The rich history of a Paris landmark

It’s easy to imagine the bustling crowds and noise that filled the Gare d’Orsay train station — now the Musée d’Orsay — when it opened in the elegant heart of Paris in 1900.
Situated on the left bank of the Seine, across the river from the Louvre and the Tuileries gardens, the imposing Gare d’Orsay was built to accommodate visitors pouring into Paris from southwest France for the 1900 International Exposition. A vital hub for decades, the building was designed by architect Victor Laloux, who wrapped the modern steel and glass structure in a Beaux Arts stone façade that fit into its stately surroundings. He also created the glass-domed Grand Palais for the exposition.

Laloux capped the station’s soaring central space with a vast glass vault, bringing diffused Parisian light into the great hall that rises 105 feet and is 150 yards long. Travelers arriving here often stayed in the fashionable hotel on the upper floors, where associations and political parties held their banquets. (Charles de Gaulle famously held a press conference in the hotel ballroom in 1958 declaring his willingness to return to power.)

The station, where Orson Welles shot his 1962 film version of Kafka’s “The Trial,” was eventually abandoned and fell into disrepair. It was close to being demolished in the 1970s to make way for a hotel. But a public campaign to save the building meshed with a move by French cultural officials and curators to create a museum dedicated to the art of the 19th century. The palatial Orsay, with its spectacular interior space and extravagantly adorned Beaux-Arts façade, was chosen as the site for the new national museum in 1977.

The station was renovated and transformed into the Musée d’Orsay under the direction of Italian architect Gae Aulenti. It opened in 1986 and immediately became a magnet for Parisians and visitors from around the world. Aulenti, who a decade later turned San Francisco’s old main library into the Asian Art Museum, created galleries inside the shell of Laloux’s landmark building while retaining its essential character. The luminous hall, with its great gilded clock, rosettes and cartouches, was brought back to life.
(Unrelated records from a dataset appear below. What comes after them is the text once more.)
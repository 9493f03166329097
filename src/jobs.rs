//! Benchmark job bodies.
//!
//! Each job is a declarative data-selection-and-aggregation pipeline run
//! against an opened [Dataset](crate::dataset::Dataset). The runner core
//! treats jobs as an injected capability: it selects one by configuration
//! and only cares that `execute` returns some summary whose shape is
//! irrelevant to the metrics pipeline.

use std::fmt;

use async_trait::async_trait;
use linfa::prelude::*;
use linfa_clustering::KMeans;
use ndarray::{s, Array1, Array2, ArrayView3, ErrorKind, Ix3, ShapeError};
use rand::{Rng, SeedableRng};
use rand_xoshiro::Xoshiro256Plus;

use crate::dataset::Dataset;
use crate::error::BenchmarkError;

/// Variable reduced by the small job.
pub const SMALL_JOB_VARIABLE: &str = "cams_frpfire";
/// Variables combined into the large job's feature table.
pub const LARGE_JOB_VARIABLES: [&str; 2] = ["cams_frpfire", "fwi_mean"];
/// Number of trailing time steps in the large job's temporal window.
pub const TIME_WINDOW: usize = 500;
/// Spatial subsampling stride of the large job.
pub const SPATIAL_STRIDE: usize = 4;
/// Fixed cluster count of the large job.
pub const NUM_CLUSTERS: usize = 4;

/// Dimension layout the large job expects of its variables.
const LARGE_JOB_DIMS: [&str; 3] = ["time", "latitude", "longitude"];

/// Opaque result summary of a job execution, used only for logging.
#[derive(Clone, Copy, Debug, PartialEq)]
pub enum JobSummary {
    /// Scalar mean produced by the small job
    Mean(f64),
    /// Cluster assignment grid produced by the large job
    Clusters { points: usize, clusters: usize },
}

impl fmt::Display for JobSummary {
    fn fmt(&self, f: &mut fmt::Formatter<'_>) -> fmt::Result {
        match self {
            JobSummary::Mean(value) => write!(f, "mean={:.6}", value),
            JobSummary::Clusters { points, clusters } => {
                write!(f, "{} points in {} clusters", points, clusters)
            }
        }
    }
}

/// Trait for benchmark jobs.
///
/// This forms the contract between the runner core and the job bodies.
#[async_trait]
pub trait Job {
    /// Short name of the job variant, used for logging.
    fn name(&self) -> &'static str;

    /// Execute the job against an opened dataset.
    async fn execute(&self, dataset: &Dataset) -> Result<JobSummary, BenchmarkError>;
}

/// Mean of one variable over all of its dimensions. Transfers roughly
/// 110 MB against the reference dataset.
pub struct SmallJob;

#[async_trait]
impl Job for SmallJob {
    fn name(&self) -> &'static str {
        "small"
    }

    async fn execute(&self, dataset: &Dataset) -> Result<JobSummary, BenchmarkError> {
        let variable = dataset.variable(SMALL_JOB_VARIABLE)?;
        let values = variable.read().await?;
        Ok(JobSummary::Mean(nan_mean(values.iter().copied())))
    }
}

/// Temporal mean of two variables over a trailing window, spatially
/// subsampled, clustered with k-means and reattached to the spatial grid.
/// Transfers roughly 1 GB against the reference dataset.
pub struct LargeJob;

#[async_trait]
impl Job for LargeJob {
    fn name(&self) -> &'static str {
        "large"
    }

    async fn execute(&self, dataset: &Dataset) -> Result<JobSummary, BenchmarkError> {
        let mut columns = Vec::with_capacity(LARGE_JOB_VARIABLES.len());
        for name in LARGE_JOB_VARIABLES {
            let variable = dataset.variable(name)?;
            let dims = &variable.meta().dims;
            if !dims.is_empty() && dims != &LARGE_JOB_DIMS {
                return Err(BenchmarkError::DimensionMismatch {
                    name: name.to_string(),
                    expected: LARGE_JOB_DIMS.iter().map(|d| d.to_string()).collect(),
                    actual: dims.clone(),
                });
            }
            let window = variable
                .read_last(TIME_WINDOW)
                .await?
                .into_dimensionality::<Ix3>()?;
            let mean = nan_mean_axis0(&window.view());
            let stride = SPATIAL_STRIDE as isize;
            columns.push(mean.slice(s![..;stride, ..;stride]).to_owned());
        }
        let (rows, cols) = columns
            .first()
            .ok_or(BenchmarkError::EmptyArray {
                operation: "feature assembly",
            })?
            .dim();
        let features = build_feature_matrix(&columns)?;
        let labels = cluster_labels(features, NUM_CLUSTERS)?;
        // Reattach the per-point labels to the subsampled spatial grid.
        let grid = labels.into_shape((rows, cols))?;
        let mut sizes = vec![0usize; NUM_CLUSTERS];
        for label in grid.iter() {
            sizes[*label] += 1;
        }
        tracing::debug!("cluster sizes: {:?}", sizes);
        Ok(JobSummary::Clusters {
            points: grid.len(),
            clusters: NUM_CLUSTERS,
        })
    }
}

/// Mean of the non-NaN values of an iterator, mirroring the skip-missing
/// semantics of the dataset's native tooling. Returns NaN when no values
/// remain.
pub fn nan_mean(values: impl Iterator<Item = f64>) -> f64 {
    let mut sum = 0.0;
    let mut count: usize = 0;
    for value in values {
        if !value.is_nan() {
            sum += value;
            count += 1;
        }
    }
    if count > 0 {
        sum / count as f64
    } else {
        f64::NAN
    }
}

/// Reduce a `(time, y, x)` cube to a `(y, x)` grid of NaN-skipping means
/// over the leading axis.
pub fn nan_mean_axis0(cube: &ArrayView3<f64>) -> Array2<f64> {
    let (_, rows, cols) = cube.dim();
    Array2::from_shape_fn((rows, cols), |(y, x)| {
        nan_mean(cube.slice(s![.., y, x]).iter().copied())
    })
}

/// Assemble per-variable spatial grids into a `(points, features)` table,
/// flattening each grid in row-major order and replacing missing values
/// with zero.
pub fn build_feature_matrix(columns: &[Array2<f64>]) -> Result<Array2<f64>, BenchmarkError> {
    let first = columns.first().ok_or(BenchmarkError::EmptyArray {
        operation: "feature assembly",
    })?;
    let (rows, cols) = first.dim();
    let mut features = Array2::zeros((rows * cols, columns.len()));
    for (feature, column) in columns.iter().enumerate() {
        if column.dim() != (rows, cols) {
            return Err(ShapeError::from_kind(ErrorKind::IncompatibleShape).into());
        }
        for (point, value) in column.iter().enumerate() {
            features[[point, feature]] = if value.is_nan() { 0.0 } else { *value };
        }
    }
    Ok(features)
}

/// Fit k-means over the feature table and return one cluster label per
/// point. Initialisation strategy and run count are left to the library
/// defaults.
pub fn cluster_labels(
    features: Array2<f64>,
    clusters: usize,
) -> Result<Array1<usize>, BenchmarkError> {
    let rng = Xoshiro256Plus::seed_from_u64(rand::thread_rng().gen());
    let observations = DatasetBase::from(features);
    let model = KMeans::params_with_rng(clusters, rng).fit(&observations)?;
    let assigned = model.predict(observations);
    Ok(assigned.targets)
}

#[cfg(test)]
mod tests {
    use super::*;

    use ndarray::{array, Array3};

    #[test]
    fn nan_mean_skips_missing() {
        let values = [1.0, f64::NAN, 3.0];
        assert_eq!(2.0, nan_mean(values.iter().copied()));
    }

    #[test]
    fn nan_mean_all_missing() {
        let values = [f64::NAN, f64::NAN];
        assert!(nan_mean(values.iter().copied()).is_nan());
    }

    #[test]
    fn nan_mean_empty() {
        assert!(nan_mean(std::iter::empty()).is_nan());
    }

    #[test]
    fn nan_mean_axis0_reduces_time() {
        let mut cube = Array3::zeros((3, 1, 2));
        cube[[0, 0, 0]] = 1.0;
        cube[[1, 0, 0]] = 2.0;
        cube[[2, 0, 0]] = 3.0;
        cube[[0, 0, 1]] = 4.0;
        cube[[1, 0, 1]] = f64::NAN;
        cube[[2, 0, 1]] = 8.0;
        let mean = nan_mean_axis0(&cube.view());
        assert_eq!((1, 2), mean.dim());
        assert_eq!(2.0, mean[[0, 0]]);
        assert_eq!(6.0, mean[[0, 1]]);
    }

    #[test]
    fn build_feature_matrix_fills_missing_with_zero() {
        let a = array![[1.0, f64::NAN], [3.0, 4.0]];
        let b = array![[5.0, 6.0], [f64::NAN, 8.0]];
        let features = build_feature_matrix(&[a, b]).unwrap();
        assert_eq!((4, 2), features.dim());
        // Row-major point order: (0,0), (0,1), (1,0), (1,1).
        assert_eq!(1.0, features[[0, 0]]);
        assert_eq!(0.0, features[[1, 0]]);
        assert_eq!(3.0, features[[2, 0]]);
        assert_eq!(5.0, features[[0, 1]]);
        assert_eq!(0.0, features[[2, 1]]);
        assert_eq!(8.0, features[[3, 1]]);
    }

    #[test]
    fn build_feature_matrix_rejects_mismatched_grids() {
        let a = Array2::zeros((2, 2));
        let b = Array2::zeros((2, 3));
        let result = build_feature_matrix(&[a, b]);
        assert!(matches!(result, Err(BenchmarkError::ShapeInvalid(_))));
    }

    #[test]
    fn build_feature_matrix_rejects_empty_input() {
        let result = build_feature_matrix(&[]);
        assert!(matches!(result, Err(BenchmarkError::EmptyArray { .. })));
    }

    #[test]
    fn cluster_labels_separates_blobs() {
        // Two tight, well-separated groups of four points each.
        let mut points = Vec::new();
        for i in 0..4 {
            points.push([0.0 + 0.01 * i as f64, 0.0]);
        }
        for i in 0..4 {
            points.push([100.0 + 0.01 * i as f64, 100.0]);
        }
        let features =
            Array2::from_shape_vec((8, 2), points.into_iter().flatten().collect()).unwrap();
        let labels = cluster_labels(features, 2).unwrap();
        assert_eq!(8, labels.len());
        assert!(labels.iter().all(|label| *label < 2));
        for i in 1..4 {
            assert_eq!(labels[0], labels[i]);
            assert_eq!(labels[4], labels[4 + i]);
        }
        assert_ne!(labels[0], labels[4]);
    }

    #[test]
    fn job_summary_display() {
        assert_eq!("mean=1.500000", JobSummary::Mean(1.5).to_string());
        assert_eq!(
            "180 points in 4 clusters",
            JobSummary::Clusters {
                points: 180,
                clusters: 4
            }
            .to_string()
        );
    }
}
“There was a reconsideration of the 19th century,” said Guy Cogeval, the president and director of the Musée d’Orsay, where the full flowering of French and other Western art from 1848 to 1914 is displayed. A diverse range of painting, sculpture, drawings, furniture, decorative art and photography was brought together under the same immense roof. Visitors can see the connection between Ingres and early Degas; the Realist Millet and his admirer Van Gogh. The survey begins in 1848 because that was a pivotal year in the social and political history of France and Europe.

“It’s the time of the bourgeois revolution, of the introduction of the First Republic in France, the abolition of slavery, the beginning of Marxism, the beginning of trade unions,” said Cogeval, a tall rail of a man with short reddish hair. “So the new world that we know today started in 1848.”
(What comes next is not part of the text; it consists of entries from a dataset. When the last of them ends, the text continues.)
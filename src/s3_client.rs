//! A simplified S3 client that supports downloading objects.
//! It attempts to hide the complexities of working with the AWS SDK for S3,
//! and provides the URL translation used to open datasets published behind
//! plain HTTP(S) URLs on S3-compatible stores.

use aws_credential_types::Credentials;
use aws_sdk_s3::config::BehaviorVersion;
use aws_sdk_s3::Client;
use aws_types::region::Region;
use bytes::Bytes;
use tracing::Instrument;
use url::{Position, Url};

use crate::error::BenchmarkError;

/// Region used when none is configured. S3-compatible stores generally
/// accept any region as long as the endpoint is explicit.
const DEFAULT_REGION: &str = "us-east-1";

/// Object storage options resolved from the runner configuration.
#[derive(Clone, Debug, Default)]
pub struct StorageOptions {
    /// Access key id; anonymous access when absent
    pub access_key: Option<String>,
    /// Secret access key
    pub secret_key: Option<String>,
    /// Session token for temporary credentials
    pub session_token: Option<String>,
    /// Endpoint override; derived from the dataset URL when absent
    pub endpoint: Option<String>,
    /// Region
    pub region: Option<String>,
}

impl StorageOptions {
    /// Returns the credentials described by these options.
    ///
    /// Credentials require both an access key and a secret key; anything
    /// less is anonymous access.
    pub fn credentials(&self) -> S3Credentials {
        match (&self.access_key, &self.secret_key) {
            (Some(access_key), Some(secret_key)) => S3Credentials::AccessKey {
                access_key: access_key.clone(),
                secret_key: secret_key.clone(),
                session_token: self.session_token.clone(),
            },
            _ => S3Credentials::None,
        }
    }
}

/// Object storage account credentials.
#[derive(Clone, Debug, Eq, PartialEq)]
pub enum S3Credentials {
    AccessKey {
        access_key: String,
        secret_key: String,
        session_token: Option<String>,
    },
    None,
}

/// Translate a dataset URL into an object storage URL and endpoint pair.
///
/// URLs already in object storage form (`s3://bucket/key`) pass through
/// verbatim, paired with the endpoint override if one was configured.
/// Otherwise the URL's first path segment is taken as the bucket and the
/// remainder as the key, and the endpoint is the override or the URL's
/// `scheme://host[:port]`.
///
/// # Arguments
///
/// * `url`: Dataset URL
/// * `endpoint_override`: Explicitly configured endpoint, if any
pub fn to_s3_location(
    url: &Url,
    endpoint_override: Option<&str>,
) -> Result<(Url, Option<String>), BenchmarkError> {
    if url.scheme() == "s3" {
        return Ok((url.clone(), endpoint_override.map(str::to_string)));
    }
    if url.host_str().is_none() {
        return Err(BenchmarkError::InvalidDatasetUrl { url: url.clone() });
    }
    let path = url.path().trim_start_matches('/');
    let (bucket, key) = match path.split_once('/') {
        Some((bucket, key)) => (bucket, key),
        None => (path, ""),
    };
    if bucket.is_empty() {
        return Err(BenchmarkError::InvalidDatasetUrl { url: url.clone() });
    }
    let s3_url = if key.is_empty() {
        format!("s3://{}", bucket)
    } else {
        format!("s3://{}/{}", bucket, key)
    };
    let endpoint = endpoint_override
        .map(str::to_string)
        .unwrap_or_else(|| url[..Position::BeforePath].to_string());
    Ok((Url::parse(&s3_url)?, Some(endpoint)))
}

/// S3 client object.
#[derive(Clone)]
pub struct S3Client {
    /// Underlying AWS SDK S3 client object.
    client: Client,
}

impl S3Client {
    /// Creates an S3Client object
    ///
    /// # Arguments
    ///
    /// * `endpoint`: Object storage API endpoint; the SDK default when absent
    /// * `region`: Object storage region; a fixed default when absent
    /// * `credentials`: Object storage account credentials
    pub async fn new(
        endpoint: Option<&str>,
        region: Option<&str>,
        credentials: S3Credentials,
    ) -> Self {
        let region = Region::new(region.unwrap_or(DEFAULT_REGION).to_string());
        let mut builder = aws_sdk_s3::Config::builder().behavior_version(BehaviorVersion::latest());
        if let S3Credentials::AccessKey {
            access_key,
            secret_key,
            session_token,
        } = credentials
        {
            let credentials = Credentials::from_keys(access_key, secret_key, session_token);
            builder = builder.credentials_provider(credentials);
        }
        if let Some(endpoint) = endpoint {
            builder = builder.endpoint_url(endpoint);
        }
        let s3_config = builder
            .region(Some(region))
            .force_path_style(true)
            .build();
        let client = Client::from_conf(s3_config);
        Self { client }
    }

    /// Downloads an object from object storage and returns the data as Bytes
    ///
    /// # Arguments
    ///
    /// * `bucket`: Name of the bucket
    /// * `key`: Name of the object in the bucket
    /// * `range`: Optional byte range
    pub async fn download_object(
        &self,
        bucket: &str,
        key: &str,
        range: Option<String>,
    ) -> Result<Bytes, BenchmarkError> {
        let mut response = self
            .client
            .get_object()
            .bucket(bucket)
            .key(key)
            .set_range(range)
            .send()
            .instrument(tracing::Span::current())
            .await?;
        // Fail if the content length header is missing.
        let content_length: usize = response
            .content_length()
            .ok_or(BenchmarkError::S3ContentLengthMissing)?
            .try_into()?;

        // The data returned by the S3 client does not have any alignment
        // guarantees. In order to reinterpret the data as an array of numbers
        // with a higher alignment than 1, we need to return the data in a
        // Bytes object in which the underlying data has a higher alignment.
        // An alignment of 8 bytes covers every element type the datasets use.
        let mut buf = maligned::align_first::<u8, maligned::A8>(content_length);

        // Iterate over the streaming response, copying data into the aligned
        // Vec<u8>.
        while let Some(bytes) = response
            .body
            .try_next()
            .instrument(tracing::Span::current())
            .await?
        {
            buf.extend_from_slice(&bytes)
        }
        // Return as Bytes.
        Ok(buf.into())
    }
}

/// Return an optional byte range string based on the offset and size.
///
/// The returned string is compatible with the HTTP Range header.
///
/// # Arguments
///
/// * `offset`: Optional offset of data in bytes
/// * `size`: Optional size of data in bytes
pub fn get_range(offset: Option<usize>, size: Option<usize>) -> Option<String> {
    match (offset, size) {
        (offset, Some(size)) => {
            // Default offset to 0.
            let offset = offset.unwrap_or(0);
            // Range-end is inclusive.
            let end = offset + size - 1;
            Some(format!("bytes={}-{}", offset, end))
        }
        (Some(offset), None) => Some(format!("bytes={}-", offset)),
        _ => None,
    }
}

#[cfg(test)]
mod tests {
    use super::*;

    fn make_access_key() -> S3Credentials {
        S3Credentials::AccessKey {
            access_key: "user".to_string(),
            secret_key: "password".to_string(),
            session_token: None,
        }
    }

    #[tokio::test]
    async fn new() {
        S3Client::new(Some("http://example.com"), None, make_access_key()).await;
    }

    #[tokio::test]
    async fn new_no_auth() {
        S3Client::new(Some("http://example.com"), Some("eu-west-2"), S3Credentials::None).await;
    }

    #[test]
    fn to_s3_location_passthrough() {
        let url = Url::parse("s3://bucket/path/data.zarr").unwrap();
        let (s3_url, endpoint) = to_s3_location(&url, None).unwrap();
        assert_eq!(url, s3_url);
        assert_eq!(None, endpoint);
    }

    #[test]
    fn to_s3_location_passthrough_with_override() {
        let url = Url::parse("s3://bucket/data.zarr").unwrap();
        let (s3_url, endpoint) = to_s3_location(&url, Some("https://s3.example.com")).unwrap();
        assert_eq!(url, s3_url);
        assert_eq!(Some("https://s3.example.com".to_string()), endpoint);
    }

    #[test]
    fn to_s3_location_https_with_key() {
        let url = Url::parse("https://s3.example.com/bucket/path/data.zarr").unwrap();
        let (s3_url, endpoint) = to_s3_location(&url, None).unwrap();
        assert_eq!("s3://bucket/path/data.zarr", s3_url.as_str());
        assert_eq!(Some("https://s3.example.com".to_string()), endpoint);
    }

    #[test]
    fn to_s3_location_bucket_only() {
        let url = Url::parse("https://s3.example.com/bucket").unwrap();
        let (s3_url, endpoint) = to_s3_location(&url, None).unwrap();
        assert_eq!("s3://bucket", s3_url.as_str());
        assert_eq!(Some("https://s3.example.com".to_string()), endpoint);
    }

    #[test]
    fn to_s3_location_preserves_port() {
        let url = Url::parse("http://localhost:9000/bucket/data").unwrap();
        let (_, endpoint) = to_s3_location(&url, None).unwrap();
        assert_eq!(Some("http://localhost:9000".to_string()), endpoint);
    }

    #[test]
    fn to_s3_location_override_wins() {
        let url = Url::parse("https://s3.example.com/bucket/data").unwrap();
        let (_, endpoint) = to_s3_location(&url, Some("https://other.example.com")).unwrap();
        assert_eq!(Some("https://other.example.com".to_string()), endpoint);
    }

    #[test]
    fn to_s3_location_no_bucket() {
        let url = Url::parse("https://s3.example.com/").unwrap();
        let result = to_s3_location(&url, None);
        assert!(matches!(
            result,
            Err(BenchmarkError::InvalidDatasetUrl { .. })
        ));
    }

    #[test]
    fn get_range_none() {
        assert_eq!(None, get_range(None, None));
    }

    #[test]
    fn get_range_both() {
        assert_eq!(Some("bytes=1-2".to_string()), get_range(Some(1), Some(2)));
    }

    #[test]
    fn get_range_offset() {
        assert_eq!(Some("bytes=1-".to_string()), get_range(Some(1), None));
    }

    #[test]
    fn get_range_size() {
        assert_eq!(Some("bytes=0-1".to_string()), get_range(None, Some(2)));
    }
}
Since becoming director two years ago, Cogeval has been rearranging parts of the collection and remodeling the galleries. The current renovation, which will be finished in 2011 in time for the museum’s 25th anniversary, is intended to create greater intimacy between the viewer and the art. White stone floors will be replaced by dark wood. A new lighting system called Solux, which wasn’t invented when Aulenti designed the galleries, will be installed, bringing greater clarity to the viewing of individual works. Before, there was only indirect light in the upper Impressionist galleries, which will look quite different when they reopen a year from now.

White walls are being repainted in colors to complement the paintings. Earlier, Cogeval had the long corridor on the main floor painted olive green, akin to the color of the steel columns. “It was really an accursed corridor,” he said. “People rushed through to see the Impressionists.”
The works of Van Gogh and Gauguin will hang on a dark violet wall. “It will be a revolution. Van Gogh’s blue self-portrait will gleam as it never has,” Cogeval said, a spark in his blue eyes.